Auditbeat [7.11.2 and 7.12.0] memory issue

Hi, I see memory issue when i'm using add_process_metadata processor.
Memory usage is growing until OOM

when i remove this processor from my config:

I have dump, but I can't upload here.

Hi @mareckii, welcome to discuss :slight_smile:

Could you share the configuration you are using?

It'd be nice to have the profile, if we can confirm this is an bug maybe you can create an issue in github and upload the profile there.

I'm using configuration from your example here:
only difference is:

hosts: [""]

currently i removed:

  • add_process_metadata:
    match_pids: ['']
    include_fields: ['']

Just let me know where I'll upload profile

@mareckii I have been doing some quick tests with a simple auditbeat configuration and I have seen that the add_process_metadata processor has a cache for processes information whose entries are never released, but it only has an entry for each process id, so it is effectively limited by the maximum number of pids in the system.

I have tried to create many processes in a loop, to fill this cache, and the memory usage of add_process_metadata seems to grow till about 13MB, but doesn't seem to go beyond that, so it seems to be effectively limited.
Captura de pantalla de 2021-03-31 18-43-46

Even if it could be nice to remove entries of non-existing processes, 13MB doesn't seem so problematic.

Could you check in your heap dump if the memory is being consumed by add_process_metadata or by add_kubernetes_metadata?

I haven't tried with add_kubernetes_metadata, but with the configuration you are using, add_kubernetes_metadata won't enrich events if they don't have the, so removing add_process_metadata, may also reduce the memory usage of the other processor.

Could you try to remove add_kubernetes_metadata while keeping add_process_metadata and check if memory usage improves?

Looking to add_kubernetes_metadata, it also has a cache, that relies on receiving delete events from the Kubernetes API to delete its entries. The problem could be there, there are cases where delete events are not always received. These caches would stay in memory forever.

Update: Pods are also removed from the cache if they are marked for termination in an update. In any case it'd be good to check if the memory issue is there.

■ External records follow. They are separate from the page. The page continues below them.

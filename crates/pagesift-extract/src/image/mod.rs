// SPDX-License-Identifier: PMPL-1.0-or-later
// Copyright (c) 2026 Jonathan D.A. Jewell (hyperpolymath) <jonathan.jewell@open.ac.uk>
//
// Image module — contrast and rotation primitives for page images.

pub mod processor;

pub use processor::ImageProcessor;
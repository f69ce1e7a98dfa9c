use axum::{
    extract::State,
    http::{HeaderValue, StatusCode},
    middleware,
    routing::{any, get},
    Json, Router,
};
use serde_json::{json, Value};
use std::sync::Arc;
use tower_http::{
    cors::{AllowOrigin, Any, CorsLayer},
    trace::TraceLayer,
};

use crate::config::AppConfig;
use crate::database::PoolManager;
use crate::handlers::{clients, metrics};
use crate::middleware::tenant::{resolve_tenant_permissive, resolve_tenant_strict};
use crate::proxy;
use crate::registry::TenantRegistry;

/// Everything a handler can reach. Cloned per request; all members are
/// shared handles.
#[derive(Clone)]
pub struct AppState {
    pub config: Arc<AppConfig>,
    pub registry: Arc<TenantRegistry>,
    pub pools: Arc<PoolManager>,
    pub http: reqwest::Client,
}

pub fn app(state: AppState) -> Router {
    let cors = cors_layer(&state.config);

    Router::new()
        .route("/", get(root))
        .route("/health", get(health))
        .route("/clients", get(clients::list))
        .merge(metrics_routes(state.clone()))
        .merge(dashboard_routes(state.clone()))
        .fallback(not_found)
        .layer(cors)
        .layer(TraceLayer::new_for_http())
        .with_state(state)
}

/// Tenant-scoped metric endpoints; strict resolution, so handlers always
/// see a bound tenant.
fn metrics_routes(state: AppState) -> Router<AppState> {
    Router::new()
        .route("/api/:tenant/funnel", get(metrics::funnel))
        .route("/api/:tenant/daily", get(metrics::daily))
        .route("/api/:tenant/hourly", get(metrics::hourly))
        .route("/api/:tenant/leads", get(metrics::leads))
        .route("/api/:tenant/handoffs", get(metrics::handoffs))
        .route("/api/:tenant/conversations", get(metrics::conversations))
        .route("/api/:tenant/link-clicks", get(metrics::link_clicks))
        .route("/api/:tenant/overview", get(metrics::overview))
        .route("/api/:tenant/test", get(metrics::connectivity))
        .route_layer(middleware::from_fn_with_state(state, resolve_tenant_strict))
}

/// Dashboard proxying: tenant-scoped routes require resolution, the plain
/// /dashboard fallback forwards anonymously when no tenant can be resolved.
fn dashboard_routes(state: AppState) -> Router<AppState> {
    let scoped = Router::new()
        .route("/:tenant/dashboard", any(proxy::dashboard))
        .route("/:tenant/dashboard/*rest", any(proxy::dashboard))
        .route_layer(middleware::from_fn_with_state(
            state.clone(),
            resolve_tenant_strict,
        ));

    let fallback = Router::new()
        .route("/dashboard", any(proxy::dashboard))
        .route("/dashboard/*rest", any(proxy::dashboard))
        .route_layer(middleware::from_fn_with_state(
            state,
            resolve_tenant_permissive,
        ));

    scoped.merge(fallback)
}

fn cors_layer(config: &AppConfig) -> CorsLayer {
    if config.server.cors_origins.iter().any(|o| o == "*") {
        return CorsLayer::permissive();
    }
    let origins: Vec<HeaderValue> = config
        .server
        .cors_origins
        .iter()
        .filter_map(|o| o.parse().ok())
        .collect();
    CorsLayer::new()
        .allow_origin(AllowOrigin::list(origins))
        .allow_methods(Any)
        .allow_headers(Any)
}

async fn root(State(state): State<AppState>) -> Json<Value> {
    let version = env!("CARGO_PKG_VERSION");

    Json(json!({
        "success": true,
        "data": {
            "name": "Botmetrics Gateway",
            "version": version,
            "description": "Multi-tenant gateway for chatbot funnel metrics and dashboard proxying",
            "tenants": state.registry.len(),
            "endpoints": {
                "home": "/ (public)",
                "health": "/health (public)",
                "clients": "/clients (public)",
                "metrics": "/api/:tenant/{funnel,daily,hourly,leads,handoffs,conversations,link-clicks,overview,test}",
                "dashboard": "/:tenant/dashboard/* and /dashboard/* (proxied)",
            }
        }
    }))
}

async fn health() -> Json<Value> {
    Json(json!({
        "success": true,
        "data": {
            "status": "ok",
            "timestamp": chrono::Utc::now(),
        }
    }))
}

async fn not_found() -> (StatusCode, Json<Value>) {
    (
        StatusCode::NOT_FOUND,
        Json(json!({
            "error": "Not found",
            "message": "Unknown route",
            "code": "NOT_FOUND",
            "endpoints": ["/", "/health", "/clients", "/api/:tenant/*", "/:tenant/dashboard/*", "/dashboard/*"],
        })),
    )
}
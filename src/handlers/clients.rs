use axum::{extract::State, Json};
use serde_json::{json, Value};

use crate::app::AppState;

/// GET /clients - every registered tenant, in registration order
pub async fn list(State(state): State<AppState>) -> Json<Value> {
    let clients: Vec<Value> = state
        .registry
        .iter()
        .map(|tenant| {
            json!({
                "id": tenant.id,
                "name": tenant.name,
                "domain": tenant.domain,
                "grafana_org_id": tenant.grafana_org_id,
            })
        })
        .collect();

    Json(json!({
        "success": true,
        "data": {
            "count": clients.len(),
            "clients": clients,
        }
    }))
}
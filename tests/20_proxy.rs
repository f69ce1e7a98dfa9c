mod common;

use std::time::Duration;

use axum::body::Body;
use axum::http::{Request, StatusCode};
use serde_json::Value;
use tokio::io::{AsyncReadExt, AsyncWriteExt};
use tokio::net::TcpStream;
use tower::ServiceExt;

use common::{
    body_json, read_head, serve_app, spawn_slow_upstream, spawn_upgrade_upstream,
    spawn_upstream, test_app,
};

fn req(uri: &str) -> Request<Body> {
    Request::builder().uri(uri).body(Body::empty()).unwrap()
}

#[tokio::test]
async fn strips_tenant_segment_and_keeps_query() {
    let upstream = spawn_upstream().await;
    let app = test_app(&["acme"], &upstream);

    let response = app
        .oneshot(req("/acme/dashboard/d/1?orgId=2&refresh=5s"))
        .await
        .unwrap();
    assert_eq!(response.status(), StatusCode::OK);

    let body = body_json(response).await;
    assert_eq!(body["path"], "/dashboard/d/1");
    assert_eq!(body["query"], "orgId=2&refresh=5s");
    assert_eq!(body["tenant_header"], "acme");
}

#[tokio::test]
async fn forwards_inbound_cookies_verbatim() {
    let upstream = spawn_upstream().await;
    let app = test_app(&["acme"], &upstream);

    let request = Request::builder()
        .uri("/acme/dashboard/d/1")
        .header("cookie", "grafana_session=abc123; theme=dark")
        .body(Body::empty())
        .unwrap();

    let response = app.oneshot(request).await.unwrap();
    let body = body_json(response).await;
    assert_eq!(body["cookie"], "grafana_session=abc123; theme=dark");
}

#[tokio::test]
async fn relays_every_set_cookie_header() {
    let upstream = spawn_upstream().await;
    let app = test_app(&["acme"], &upstream);

    let response = app.oneshot(req("/acme/dashboard/cookies")).await.unwrap();
    assert_eq!(response.status(), StatusCode::OK);

    let cookies: Vec<&str> = response
        .headers()
        .get_all("set-cookie")
        .iter()
        .map(|v| v.to_str().unwrap())
        .collect();
    assert_eq!(cookies.len(), 2);
    assert!(cookies[0].contains("grafana_session=abc123"));
    // Attributes are relayed untouched
    assert!(cookies[0].contains("Path=/; HttpOnly"));
    assert!(cookies[1].contains("grafana_session_expiry"));
}

#[tokio::test]
async fn fallback_route_forwards_anonymously() {
    let upstream = spawn_upstream().await;
    let app = test_app(&["acme"], &upstream);

    let response = app.oneshot(req("/dashboard/d/1")).await.unwrap();
    assert_eq!(response.status(), StatusCode::OK);

    let body = body_json(response).await;
    assert_eq!(body["path"], "/dashboard/d/1");
    assert_eq!(body["tenant_header"], Value::Null);
}

#[tokio::test]
async fn fallback_route_uses_header_tenant_when_present() {
    let upstream = spawn_upstream().await;
    let app = test_app(&["acme"], &upstream);

    let request = Request::builder()
        .uri("/dashboard/d/1")
        .header("x-tenant-id", "acme")
        .body(Body::empty())
        .unwrap();

    let response = app.oneshot(request).await.unwrap();
    let body = body_json(response).await;
    assert_eq!(body["path"], "/dashboard/d/1");
    assert_eq!(body["tenant_header"], "acme");
}

#[tokio::test]
async fn tenant_scoped_dashboard_requires_known_tenant() {
    let upstream = spawn_upstream().await;
    let app = test_app(&["acme"], &upstream);

    let response = app.oneshot(req("/globex/dashboard/d/1")).await.unwrap();
    assert_eq!(response.status(), StatusCode::NOT_FOUND);
    assert_eq!(body_json(response).await["code"], "UNKNOWN_TENANT");
}

#[tokio::test]
async fn websocket_upgrade_splices_bytes_both_ways() {
    let upstream = spawn_upgrade_upstream().await;
    let gateway = serve_app(test_app(&["acme"], &upstream)).await;

    let mut client = TcpStream::connect(gateway).await.unwrap();
    client
        .write_all(
            b"GET /acme/dashboard/api/live/ws HTTP/1.1\r\n\
              Host: gateway\r\n\
              Connection: Upgrade\r\n\
              Upgrade: websocket\r\n\
              Sec-WebSocket-Version: 13\r\n\
              Sec-WebSocket-Key: dGhlIHNhbXBsZSBub25jZQ==\r\n\r\n",
        )
        .await
        .unwrap();

    let head = read_head(&mut client).await;
    assert!(
        head.starts_with(b"HTTP/1.1 101"),
        "expected 101, got: {}",
        String::from_utf8_lossy(&head)
    );

    // The upstream echoes raw bytes, so a round-trip proves the splice
    // carries traffic in both directions.
    client.write_all(b"ping-1").await.unwrap();
    let mut echoed = [0u8; 6];
    client.read_exact(&mut echoed).await.unwrap();
    assert_eq!(&echoed, b"ping-1");
}

#[tokio::test]
async fn declined_upgrade_relays_the_upstream_answer() {
    // This upstream never switches protocols; its plain response must come
    // back unchanged.
    let upstream = spawn_upstream().await;
    let app = test_app(&["acme"], &upstream);

    let request = Request::builder()
        .uri("/acme/dashboard/d/1")
        .header("connection", "Upgrade")
        .header("upgrade", "websocket")
        .body(Body::empty())
        .unwrap();

    let response = app.oneshot(request).await.unwrap();
    assert_eq!(response.status(), StatusCode::OK);
    assert_eq!(body_json(response).await["path"], "/dashboard/d/1");
}

#[tokio::test]
async fn slow_body_streams_past_the_connect_timeout() {
    // The test client's connect timeout is 1s; the body pauses for longer.
    // Only the connect phase is bounded, so the full body still arrives.
    let upstream = spawn_slow_upstream(Duration::from_millis(1500)).await;
    let app = test_app(&["acme"], &upstream);

    let response = app.oneshot(req("/acme/dashboard/d/1")).await.unwrap();
    assert_eq!(response.status(), StatusCode::OK);

    let bytes = axum::body::to_bytes(response.into_body(), usize::MAX)
        .await
        .unwrap();
    assert_eq!(&bytes[..], b"helloworld");
}

#[tokio::test]
async fn unreachable_upstream_becomes_502() {
    // A freshly-picked unused port refuses connections
    let port = portpicker::pick_unused_port().unwrap();
    let app = test_app(&["acme"], &format!("http://127.0.0.1:{}", port));

    let response = app.oneshot(req("/acme/dashboard/d/1")).await.unwrap();
    assert_eq!(response.status(), StatusCode::BAD_GATEWAY);

    let body = body_json(response).await;
    assert_eq!(body["error"], "Grafana service unavailable");
    assert_eq!(body["code"], "UPSTREAM_UNAVAILABLE");
}
pub mod manager;

pub use manager::{Connector, PgConnector, PoolError, PoolManager};
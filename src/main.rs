use std::sync::Arc;

use botmetrics_gateway::app::{app, AppState};
use botmetrics_gateway::config;
use botmetrics_gateway::database::{PgConnector, PoolManager};
use botmetrics_gateway::registry::TenantRegistry;

#[tokio::main]
async fn main() -> anyhow::Result<()> {
    // Load .env if present so cargo run picks up GRAFANA_URL, tenant DB URLs, etc.
    let _ = dotenvy::dotenv();

    tracing_subscriber::fmt::init();

    let config = Arc::new(config::config().clone());
    tracing::info!("Starting botmetrics gateway in {:?} mode", config.environment);

    let registry = Arc::new(TenantRegistry::from_file(&config.tenants_file)?);
    let connector = Arc::new(PgConnector::new(&config.database));
    let pools = Arc::new(PoolManager::new(registry.clone(), connector));

    // Proxied responses must reach the client exactly as Grafana issued
    // them, redirects included. The timeout covers the connect phase only
    // so long-lived dashboard streams are never cut off mid-body.
    let http = reqwest::Client::builder()
        .redirect(reqwest::redirect::Policy::none())
        .connect_timeout(std::time::Duration::from_secs(
            config.proxy.connect_timeout_secs,
        ))
        .build()?;

    let state = AppState { config: config.clone(), registry, pools, http };
    let router = app(state.clone());

    let bind_addr = format!("0.0.0.0:{}", config.server.port);
    let listener = tokio::net::TcpListener::bind(&bind_addr).await?;

    println!("🚀 Botmetrics gateway listening on http://{}", bind_addr);

    axum::serve(listener, router)
        .with_graceful_shutdown(shutdown_signal())
        .await?;

    // Drain tenant pools once the listener has stopped accepting
    state.pools.release_all().await;
    Ok(())
}

async fn shutdown_signal() {
    if let Err(e) = tokio::signal::ctrl_c().await {
        tracing::error!("failed to install shutdown handler: {}", e);
    }
}
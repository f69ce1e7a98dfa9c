use axum::{
    extract::{RawPathParams, Request, State},
    http::HeaderMap,
    middleware::Next,
    response::Response,
};

use crate::app::AppState;
use crate::error::GatewayError;

/// Route parameter checked first.
pub const TENANT_PARAM: &str = "tenant";
/// Query string parameter checked second.
pub const TENANT_QUERY: &str = "tenant";
/// Request header checked last.
pub const TENANT_HEADER: &str = "x-tenant-id";

/// Resolved tenant id, injected as a request extension by the resolution
/// middleware. Exactly one of these is bound per request, and only on
/// successful resolution.
#[derive(Clone, Debug)]
pub struct TenantContext {
    pub id: String,
}

/// Pick the tenant id candidate from the three accepted sources.
/// First non-empty wins: path parameter, then query parameter, then header.
/// The order is a contract, not an accident; see the precedence test below.
pub fn candidate_from(
    path_param: Option<&str>,
    query: Option<&str>,
    headers: &HeaderMap,
) -> Option<String> {
    let from_query = || {
        query.and_then(|q| {
            url::form_urlencoded::parse(q.as_bytes())
                .find(|(k, _)| k == TENANT_QUERY)
                .map(|(_, v)| v.into_owned())
        })
    };
    let from_header = || {
        headers
            .get(TENANT_HEADER)
            .and_then(|v| v.to_str().ok())
            .map(|v| v.to_string())
    };

    let non_empty = |v: String| if v.is_empty() { None } else { Some(v) };

    path_param
        .map(|v| v.to_string())
        .and_then(non_empty)
        .or_else(|| from_query().and_then(non_empty))
        .or_else(|| from_header().and_then(non_empty))
}

fn candidate(params: &RawPathParams, request: &Request) -> Option<String> {
    let path_param = params
        .iter()
        .find(|(name, _)| *name == TENANT_PARAM)
        .map(|(_, value)| value);
    candidate_from(path_param, request.uri().query(), request.headers())
}

/// Strict resolution: the request is rejected unless a registered tenant id
/// is present. Handlers behind this middleware can rely on `TenantContext`
/// being bound.
pub async fn resolve_tenant_strict(
    State(state): State<AppState>,
    params: RawPathParams,
    mut request: Request,
    next: Next,
) -> Result<Response, GatewayError> {
    let id = candidate(&params, &request).ok_or(GatewayError::MissingTenant)?;

    if !state.registry.exists(&id) {
        tracing::warn!("Rejected request for unregistered tenant '{}'", id);
        return Err(GatewayError::UnknownTenant(id));
    }

    request.extensions_mut().insert(TenantContext { id });
    Ok(next.run(request).await)
}

/// Permissive resolution: bind the tenant when one is present and valid,
/// otherwise let the request through unbound. Never produces an error
/// response itself.
pub async fn resolve_tenant_permissive(
    State(state): State<AppState>,
    params: RawPathParams,
    mut request: Request,
    next: Next,
) -> Response {
    if let Some(id) = candidate(&params, &request) {
        if state.registry.exists(&id) {
            request.extensions_mut().insert(TenantContext { id });
        }
    }
    next.run(request).await
}
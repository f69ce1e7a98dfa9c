pub mod plan;

use axum::{
    body::Body,
    extract::{Request, State},
    http::{Method, Response, StatusCode},
    response::IntoResponse,
};
use hyper_util::rt::TokioIo;

use crate::app::AppState;
use crate::error::GatewayError;
use crate::middleware::TenantContext;
use self::plan::{is_hop_by_hop, plan_request, ProxyPlan};

/// ANY /:tenant/dashboard/* and ANY /dashboard/*
///
/// Strict routes arrive here with a bound `TenantContext`; the permissive
/// fallback may arrive unbound, in which case the request is forwarded
/// anonymously (no tenant header at all). Upstream connectivity failures
/// become a 502 with the `Grafana service unavailable` category.
pub async fn dashboard(
    State(state): State<AppState>,
    mut request: Request,
) -> Result<axum::response::Response, GatewayError> {
    let tenant = request
        .extensions()
        .get::<TenantContext>()
        .map(|t| t.id.clone());

    let plan = plan_request(
        &state.config.proxy.grafana_url,
        request.uri().path(),
        request.uri().query(),
        tenant.as_deref(),
        request.headers(),
    );

    tracing::debug!(
        tenant = tenant.as_deref().unwrap_or("-"),
        upstream = %plan.url,
        upgrade = plan.upgrade,
        "proxying dashboard request"
    );

    if plan.upgrade {
        proxy_upgrade(&state, request, plan).await
    } else {
        proxy_http(&state, request, plan).await
    }
}

/// Plain request/response relay with streamed bodies in both directions.
async fn proxy_http(
    state: &AppState,
    request: Request,
    plan: ProxyPlan,
) -> Result<axum::response::Response, GatewayError> {
    let (parts, body) = request.into_parts();
    let has_body = !matches!(parts.method, Method::GET | Method::HEAD);

    // The client's connect timeout bounds reaching the upstream; once the
    // response starts, the body may stream for as long as it needs.
    let mut upstream_request = state
        .http
        .request(parts.method, plan.url)
        .headers(plan.headers);
    if has_body {
        upstream_request =
            upstream_request.body(reqwest::Body::wrap_stream(body.into_data_stream()));
    }

    let upstream = upstream_request
        .send()
        .await
        .map_err(|e| GatewayError::UpstreamUnavailable(e.to_string()))?;

    relay_response(upstream)
}

/// Relay status, headers (every `set-cookie` included, verbatim) and the
/// body stream of an upstream response back to the client.
fn relay_response(upstream: reqwest::Response) -> Result<axum::response::Response, GatewayError> {
    let mut builder = Response::builder().status(upstream.status());
    if let Some(headers) = builder.headers_mut() {
        for (name, value) in upstream.headers() {
            if !is_hop_by_hop(name) {
                headers.append(name.clone(), value.clone());
            }
        }
    }

    builder
        .body(Body::from_stream(upstream.bytes_stream()))
        .map_err(|e| GatewayError::Internal(format!("failed to assemble proxy response: {}", e)))
}

/// Websocket (or any 101) passthrough: complete the upgrade on both sides
/// and splice the raw byte streams. Nothing is buffered; the 101 response
/// is returned to the client immediately so hyper can hand us the
/// connection.
async fn proxy_upgrade(
    state: &AppState,
    mut request: Request,
    plan: ProxyPlan,
) -> Result<axum::response::Response, GatewayError> {
    let client_upgrade = request.extensions_mut().remove::<hyper::upgrade::OnUpgrade>();
    let (parts, _body) = request.into_parts();

    let upstream = state
        .http
        .request(parts.method, plan.url)
        .headers(plan.headers)
        .send()
        .await
        .map_err(|e| GatewayError::UpstreamUnavailable(e.to_string()))?;

    if upstream.status() != StatusCode::SWITCHING_PROTOCOLS {
        // Upstream declined the upgrade; relay its answer as-is
        return relay_response(upstream);
    }

    let Some(client_upgrade) = client_upgrade else {
        return Err(GatewayError::Internal(
            "connection is not upgradable".to_string(),
        ));
    };

    let mut response = Response::builder().status(StatusCode::SWITCHING_PROTOCOLS);
    if let Some(headers) = response.headers_mut() {
        for (name, value) in upstream.headers() {
            // The upgrade handshake headers must reach the client
            if name.as_str() == "upgrade" || name.as_str() == "connection" || !is_hop_by_hop(name) {
                headers.append(name.clone(), value.clone());
            }
        }
    }
    let response = response
        .body(Body::empty())
        .map_err(|e| GatewayError::Internal(format!("failed to assemble upgrade response: {}", e)))?;

    tokio::spawn(async move {
        let upstream_io = match upstream.upgrade().await {
            Ok(io) => io,
            Err(e) => {
                tracing::warn!("upstream upgrade failed: {}", e);
                return;
            }
        };
        let client_io = match client_upgrade.await {
            Ok(io) => io,
            Err(e) => {
                tracing::warn!("client upgrade failed: {}", e);
                return;
            }
        };

        let mut client_io = TokioIo::new(client_io);
        let mut upstream_io = upstream_io;
        match tokio::io::copy_bidirectional(&mut client_io, &mut upstream_io).await {
            Ok((up, down)) => {
                tracing::debug!("upgraded stream closed: {} bytes up, {} bytes down", up, down)
            }
            Err(e) => tracing::debug!("upgraded stream ended with error: {}", e),
        }
    });

    Ok(response.into_response())
}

@mareckii it'd be great if you could confirm in your scenario if the problem is with add_process_metadata or with add_kubernetes_metadata.

This is how it looks in my dump

There is nothing related with add_kubernetes_metadata on my dump.

I disabled add_kubernetes_metadata and enabled add_process_metadata
memory usage looks like here:

When i disable add_process_metadata and enable add_kubernetes_metadata

usage is here:

I've tried to increase memory limit form 200M to 1G
it takes more time (several days) but finally i got OOM

Thanks @mareckii for continuing with the investigation. I have created an issue in github, could you please try to attach your heap dumps to a comment there? Memory leak with add_process_metadata and k8s manifest for Auditbeat · Issue #24890 · elastic/beats · GitHub

This topic was automatically closed 28 days after the last reply. New replies are no longer allowed.